With nothing added or dropped, copy the data that follows exactly.

*** Data shown

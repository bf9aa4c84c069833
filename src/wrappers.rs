//! Wrapper pruning pass
//!
//! The page builder nests content inside generic wrapper `<div>`s that carry
//! no styling of their own. This pass replaces each such wrapper with its
//! children, provided the safety predicate allows it.
//!
//! Candidates are selected by substring match on the `class` attribute and
//! handled innermost-first (reverse document order), so unwrapping a nested
//! wrapper never disturbs an ancestor that is still waiting its turn.

use markup5ever_rcdom::RcDom;
use tracing::{debug, trace};

use crate::dom::{class_contains, is_attached, select_elements, unwrap};
use crate::error::OptimiseError;
use crate::optimiser::OptimiseContext;
use crate::safety::PruneGuard;

/// Class fragments marking redundant builder wrappers
pub const WRAPPER_CLASSES: &[&str] = &[
    "elementor-column-wrap",
    "elementor-widget-wrap",
    "elementor-widget-container",
];

/// Unwrap every safe column, widget and widget-container wrapper
///
/// Returns the number of wrappers unwrapped.
pub fn prune_wrappers(
    dom: &RcDom,
    guard: &PruneGuard,
    ctx: &mut OptimiseContext,
) -> Result<usize, OptimiseError> {
    let unwrapped = unwrap_class_family(dom, WRAPPER_CLASSES, guard, ctx)?;
    debug!(unwrapped, "wrapper pruning finished");
    Ok(unwrapped)
}

/// Unwrap safe elements whose class contains any of `needles`
///
/// Each element is considered once, even when it matches several needles.
pub fn unwrap_class_family(
    dom: &RcDom,
    needles: &[&str],
    guard: &PruneGuard,
    ctx: &mut OptimiseContext,
) -> Result<usize, OptimiseError> {
    let candidates = select_elements(dom, |node| {
        needles.iter().any(|needle| class_contains(node, needle))
    });

    let mut unwrapped = 0;
    for node in candidates.iter().rev() {
        ctx.increment_and_check()?;

        if !is_attached(node) {
            continue;
        }

        let verdict = guard.check(node);
        if !verdict.is_safe() {
            trace!(?verdict, "wrapper kept");
            continue;
        }

        if unwrap(node) {
            unwrapped += 1;
        }
    }

    Ok(unwrapped)
}

#[cfg(test)]
mod tests {
    use super::*;
    use crate::parser::{parse_document_str, serialize_document};

    fn pruned(body: &str) -> (String, usize) {
        let dom = parse_document_str(&format!("<html><head></head><body>{body}</body></html>"))
            .expect("parse");
        let count = prune_wrappers(&dom, &PruneGuard::new(), &mut OptimiseContext::unbounded())
            .expect("no timeout");
        let html = serialize_document(&dom).expect("serialize");
        let inner = html
            .trim_start_matches("<html><head></head><body>")
            .trim_end_matches("</body></html>")
            .to_string();
        (inner, count)
    }

    #[test]
    fn test_nested_wrappers_collapse() {
        let (html, count) = pruned(
            "<section class=\"elementor-section\">\
             <div class=\"elementor-column-wrap\"><div class=\"elementor-widget-wrap\">\
             <div class=\"elementor-widget-container\"><h2>Title</h2>text</div></div></div></section>",
        );
        assert_eq!(html, "<section class=\"elementor-section\"><h2>Title</h2>text</section>");
        assert_eq!(count, 3);
    }

    #[test]
    fn test_protected_wrapper_keeps_children_inside() {
        let body = "<div class=\"elementor-widget-container\" data-id=\"a1\"><p>x</p></div>";
        let (html, count) = pruned(body);
        assert_eq!(html, body);
        assert_eq!(count, 0);
    }

    #[test]
    fn test_inner_unwrapped_even_when_outer_protected() {
        let (html, count) = pruned(
            "<div class=\"elementor-widget-wrap my-theme\">\
             <div class=\"elementor-widget-container\"><p>x</p></div></div>",
        );
        assert_eq!(html, "<div class=\"elementor-widget-wrap my-theme\"><p>x</p></div>");
        assert_eq!(count, 1);
    }

    #[test]
    fn test_substring_match_still_guarded_by_prefix() {
        let body = "<div class=\"x-elementor-widget-wrap\"><p>x</p></div>";
        let (html, count) = pruned(body);
        assert_eq!(html, body);
        assert_eq!(count, 0);
    }

    #[test]
    fn test_element_matching_two_needles_counted_once() {
        let (html, count) =
            pruned("<div class=\"elementor-column-wrap elementor-widget-wrap\"><b>x</b></div>");
        assert_eq!(html, "<b>x</b>");
        assert_eq!(count, 1);
    }

    #[test]
    fn test_empty_wrapper_disappears() {
        let (html, count) = pruned("<p>a</p><div class=\"elementor-widget-wrap\"></div><p>b</p>");
        assert_eq!(html, "<p>a</p><p>b</p>");
        assert_eq!(count, 1);
    }
}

******

■ Answer section
repository bf9aa4c84c069833
filename src/wrappers.rs
//! Wrapper pruning pass
//!
//! The page builder nests content inside generic wrapper `<div>`s that carry
//! no styling of their own. This pass replaces each such wrapper with its
//! children, provided the safety predicate allows it.
//!
//! Candidates are selected by substring match on the `class` attribute and
//! handled innermost-first (reverse document order), so unwrapping a nested
//! wrapper never disturbs an ancestor that is still waiting its turn.

use markup5ever_rcdom::RcDom;
use tracing::{debug, trace};

use crate::dom::{class_contains, is_attached, select_elements, unwrap};
use crate::error::OptimiseError;
use crate::optimiser::OptimiseContext;
use crate::safety::PruneGuard;

/// Class fragments marking redundant builder wrappers
pub const WRAPPER_CLASSES: &[&str] = &[
    "elementor-column-wrap",
    "elementor-widget-wrap",
    "elementor-widget-container",
];

/// Unwrap every safe column, widget and widget-container wrapper
///
/// Returns the number of wrappers unwrapped.
pub fn prune_wrappers(
    dom: &RcDom,
    guard: &PruneGuard,
    ctx: &mut OptimiseContext,
) -> Result<usize, OptimiseError> {
    let unwrapped = unwrap_class_family(dom, WRAPPER_CLASSES, guard, ctx)?;
    debug!(unwrapped, "wrapper pruning finished");
    Ok(unwrapped)
}

/// Unwrap safe elements whose class contains any of `needles`
///
/// Each element is considered once, even when it matches several needles.
pub fn unwrap_class_family(
    dom: &RcDom,
    needles: &[&str],
    guard: &PruneGuard,
    ctx: &mut OptimiseContext,
) -> Result<usize, OptimiseError> {
    let candidates = select_elements(dom, |node| {
        needles.iter().any(|needle| class_contains(node, needle))
    });

    let mut unwrapped = 0;
    for node in candidates.iter().rev() {
        ctx.increment_and_check()?;

        if !is_attached(node) {
            continue;
        }

        let verdict = guard.check(node);
        if !verdict.is_safe() {
            trace!(?verdict, "wrapper kept");
            continue;
        }

        if unwrap(node) {
            unwrapped += 1;
        }
    }

    Ok(unwrapped)
}

#[cfg(test)]
mod tests {
    use super::*;
    use crate::parser::{parse_document_str, serialize_document};

    fn pruned(body: &str) -> (String, usize) {
        let dom = parse_document_str(&format!("<html><head></head><body>{body}</body></html>"))
            .expect("parse");
        let count = prune_wrappers(&dom, &PruneGuard::new(), &mut OptimiseContext::unbounded())
            .expect("no timeout");
        let html = serialize_document(&dom).expect("serialize");
        let inner = html
            .trim_start_matches("<html><head></head><body>")
            .trim_end_matches("</body></html>")
            .to_string();
        (inner, count)
    }

    #[test]
    fn test_nested_wrappers_collapse() {
        let (html, count) = pruned(
            "<section class=\"elementor-section\">\
             <div class=\"elementor-column-wrap\"><div class=\"elementor-widget-wrap\">\
             <div class=\"elementor-widget-container\"><h2>Title</h2>text</div></div></div></section>",
        );
        assert_eq!(html, "<section class=\"elementor-section\"><h2>Title</h2>text</section>");
        assert_eq!(count, 3);
    }

    #[test]
    fn test_protected_wrapper_keeps_children_inside() {
        let body = "<div class=\"elementor-widget-container\" data-id=\"a1\"><p>x</p></div>";
        let (html, count) = pruned(body);
        assert_eq!(html, body);
        assert_eq!(count, 0);
    }

    #[test]
    fn test_inner_unwrapped_even_when_outer_protected() {
        let (html, count) = pruned(
            "<div class=\"elementor-widget-wrap my-theme\">\
             <div class=\"elementor-widget-container\"><p>x</p></div></div>",
        );
        assert_eq!(html, "<div class=\"elementor-widget-wrap my-theme\"><p>x</p></div>");
        assert_eq!(count, 1);
    }

    #[test]
    fn test_substring_match_still_guarded_by_prefix() {
        let body = "<div class=\"x-elementor-widget-wrap\"><p>x</p></div>";
        let (html, count) = pruned(body);
        assert_eq!(html, body);
        assert_eq!(count, 0);
    }

    #[test]
    fn test_element_matching_two_needles_counted_once() {
        let (html, count) =
            pruned("<div class=\"elementor-column-wrap elementor-widget-wrap\"><b>x</b></div>");
        assert_eq!(html, "<b>x</b>");
        assert_eq!(count, 1);
    }

    #[test]
    fn test_empty_wrapper_disappears() {
        let (html, count) = pruned("<p>a</p><div class=\"elementor-widget-wrap\"></div><p>b</p>");
        assert_eq!(html, "<p>a</p><p>b</p>");
        assert_eq!(count, 1);
    }
}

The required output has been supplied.